---- DATA RECORDS

//! SCSI target subsystem: bus contract, phase-machine controller, targets
//!
//! ## Bus phases and transitions
//! ```mermaid
//! stateDiagram-v2
//!     [*] --> BusFree
//!
//!     BusFree --> Selection : SEL asserted, BSY clear
//!     Selection --> MsgOut : SEL released with ATN
//!     Selection --> Command : SEL released
//!     MsgOut --> Command : ATN released, messages parsed
//!     Command --> DataIn : target returns data
//!     Command --> DataOut : target expects data
//!     Command --> Status : no data transfer
//!     DataIn --> Status
//!     DataOut --> Status
//!     Status --> MsgIn : status byte sent
//!     MsgIn --> BusFree : command complete
//! ```

pub mod bus;
pub mod controller;
pub mod registry;
pub mod scriptbus;
pub mod target;

use num_derive::FromPrimitive;
use thiserror::Error;

pub const STATUS_GOOD: u8 = 0x00;
pub const STATUS_CHECK_CONDITION: u8 = 0x02;

/// Sense keys reported via REQUEST SENSE
#[derive(Debug, Clone, Copy, PartialEq, Eq, FromPrimitive)]
pub enum SenseKey {
    NoSense = 0x00,
    NotReady = 0x02,
    MediumError = 0x03,
    IllegalRequest = 0x05,
    UnitAttention = 0x06,
    DataProtect = 0x07,
    AbortedCommand = 0x0B,
}

// Additional sense codes
pub const ASC_NO_ADDITIONAL_SENSE_INFORMATION: u8 = 0x00;
pub const ASC_WRITE_FAULT: u8 = 0x03;
pub const ASC_READ_FAULT: u8 = 0x11;
pub const ASC_INVALID_COMMAND_OPERATION_CODE: u8 = 0x20;
pub const ASC_LBA_OUT_OF_RANGE: u8 = 0x21;
pub const ASC_INVALID_FIELD_IN_CDB: u8 = 0x24;
pub const ASC_INVALID_LUN: u8 = 0x25;
pub const ASC_INVALID_FIELD_IN_PARAMETER_LIST: u8 = 0x26;
pub const ASC_WRITE_PROTECTED: u8 = 0x27;
pub const ASC_NOT_READY_TO_READY_CHANGE: u8 = 0x28;
pub const ASC_POWER_ON_OR_RESET: u8 = 0x29;
pub const ASC_MEDIUM_NOT_PRESENT: u8 = 0x3A;
pub const ASC_LOAD_OR_EJECT_FAILED: u8 = 0x53;

/// SCSI command operation codes
#[allow(clippy::upper_case_acronyms)]
#[derive(Debug, Clone, Copy, PartialEq, Eq, FromPrimitive)]
pub enum ScsiCommand {
    TestUnitReady = 0x00,
    Rezero = 0x01,
    RequestSense = 0x03,
    FormatUnit = 0x04,
    ReassignBlocks = 0x07,
    Read6 = 0x08,
    /// DaynaPort vendor command
    RetrieveStats = 0x09,
    /// Write(6), also PRINT on printer devices
    Write6 = 0x0A,
    Seek6 = 0x0B,
    /// DaynaPort vendor command
    SetIfaceMode = 0x0C,
    /// DaynaPort vendor command
    SetMcastAddr = 0x0D,
    /// DaynaPort vendor command
    EnableInterface = 0x0E,
    /// Printer only
    SynchronizeBuffer = 0x10,
    Inquiry = 0x12,
    ModeSelect6 = 0x15,
    Reserve6 = 0x16,
    Release6 = 0x17,
    ModeSense6 = 0x1A,
    /// STOP PRINT on printer devices
    StartStop = 0x1B,
    SendDiagnostic = 0x1D,
    PreventAllowMediumRemoval = 0x1E,
    ReadCapacity10 = 0x25,
    Read10 = 0x28,
    Write10 = 0x2A,
    Seek10 = 0x2B,
    Verify10 = 0x2F,
    SynchronizeCache10 = 0x35,
    ReadDefectData10 = 0x37,
    ReadLong10 = 0x3E,
    WriteLong10 = 0x3F,
    ReadToc = 0x43,
    ModeSelect10 = 0x55,
    Reserve10 = 0x56,
    Release10 = 0x57,
    ModeSense10 = 0x5A,
    Read16 = 0x88,
    Write16 = 0x8A,
    Verify16 = 0x8F,
    SynchronizeCache16 = 0x91,
    ReadCapacity16ReadLong16 = 0x9E,
    WriteLong16 = 0x9F,
    ReportLuns = 0xA0,
}

/// CDB length derived from the group code in the top 3 bits of the opcode
pub const fn cdb_length(opcode: u8) -> usize {
    match opcode >> 5 {
        0 => 6,
        1 | 2 => 10,
        5 => 12,
        4 => 16,
        _ => 6,
    }
}

/// A failed SCSI command, to be reported via sense data and CHECK CONDITION
#[derive(Debug, Clone, Copy, PartialEq, Eq, Error)]
#[error("SCSI error: sense key {sense_key:?}, ASC ${asc:02X}")]
pub struct ScsiError {
    pub sense_key: SenseKey,
    pub asc: u8,
    pub status: u8,
}

impl ScsiError {
    pub const fn new(sense_key: SenseKey, asc: u8) -> Self {
        Self {
            sense_key,
            asc,
            status: STATUS_CHECK_CONDITION,
        }
    }

    pub const fn aborted() -> Self {
        Self::new(SenseKey::AbortedCommand, ASC_NO_ADDITIONAL_SENSE_INFORMATION)
    }

    /// Packed (key << 16) | (ASC << 8) | ASCQ representation stored per device
    pub const fn status_code(&self) -> u32 {
        ((self.sense_key as u32) << 16) | ((self.asc as u32) << 8)
    }
}

pub type ScsiResult<T> = Result<T, ScsiError>;

/// Modes of a deferred shutdown scheduled by the host services device
#[derive(Debug, Clone, Copy, PartialEq, Eq)]
pub enum ShutdownMode {
    /// Terminate this process
    StopProcess,
    /// Shut down the host machine
    StopHost,
    /// Reboot the host machine
    RestartHost,
}

// Big-endian CDB field accessors
pub fn be16(buf: &[u8], offset: usize) -> u16 {
    u16::from_be_bytes([buf[offset], buf[offset + 1]])
}

pub fn be24(buf: &[u8], offset: usize) -> u32 {
    ((buf[offset] as u32) << 16) | ((buf[offset + 1] as u32) << 8) | (buf[offset + 2] as u32)
}

pub fn be32(buf: &[u8], offset: usize) -> u32 {
    u32::from_be_bytes([buf[offset], buf[offset + 1], buf[offset + 2], buf[offset + 3]])
}

pub fn be64(buf: &[u8], offset: usize) -> u64 {
    let mut b = [0u8; 8];
    b.copy_from_slice(&buf[offset..offset + 8]);
    u64::from_be_bytes(b)
}

pub fn put_be16(buf: &mut [u8], offset: usize, val: u16) {
    buf[offset..offset + 2].copy_from_slice(&val.to_be_bytes());
}

pub fn put_be32(buf: &mut [u8], offset: usize, val: u32) {
    buf[offset..offset + 4].copy_from_slice(&val.to_be_bytes());
}

pub fn put_be64(buf: &mut [u8], offset: usize, val: u64) {
    buf[offset..offset + 8].copy_from_slice(&val.to_be_bytes());
}

#[cfg(test)]
mod tests {
    use super::*;

    #[test]
    fn cdb_length_by_group() {
        assert_eq!(cdb_length(0x00), 6);
        assert_eq!(cdb_length(0x12), 6);
        assert_eq!(cdb_length(0x28), 10);
        assert_eq!(cdb_length(0x43), 10);
        assert_eq!(cdb_length(0x5A), 10);
        assert_eq!(cdb_length(0x88), 16);
        assert_eq!(cdb_length(0xA0), 12);
    }

    #[test]
    fn status_code_packing() {
        let e = ScsiError::new(SenseKey::IllegalRequest, ASC_INVALID_LUN);
        assert_eq!(e.status_code(), 0x05_25_00);
    }

    #[test]
    fn be_field_roundtrip() {
        let mut buf = [0u8; 16];
        put_be32(&mut buf, 2, 0xDEAD_BEEF);
        assert_eq!(be32(&buf, 2), 0xDEAD_BEEF);
        assert_eq!(be16(&buf, 2), 0xDEAD);
        put_be64(&mut buf, 8, 0x0123_4567_89AB_CDEF);
        assert_eq!(be64(&buf, 8), 0x0123_4567_89AB_CDEF);
    }
}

--------

**WHAT IS NEEDED**
Would you please copy exactly the part of the entries above that begins at the line containing "assert_eq!(e.status_code(), 0x05_25_00);" and ends at the line containing "put_be64(&mut buf, 8, 0x0123_4567_89AB_CDEF);", both lines included?

**TASK OUTPUT**
        assert_eq!(e.status_code(), 0x05_25_00);
    }

    #[test]
    fn be_field_roundtrip() {
        let mut buf = [0u8; 16];
        put_be32(&mut buf, 2, 0xDEAD_BEEF);
        assert_eq!(be32(&buf, 2), 0xDEAD_BEEF);
        assert_eq!(be16(&buf, 2), 0xDEAD);
        put_be64(&mut buf, 8, 0x0123_4567_89AB_CDEF);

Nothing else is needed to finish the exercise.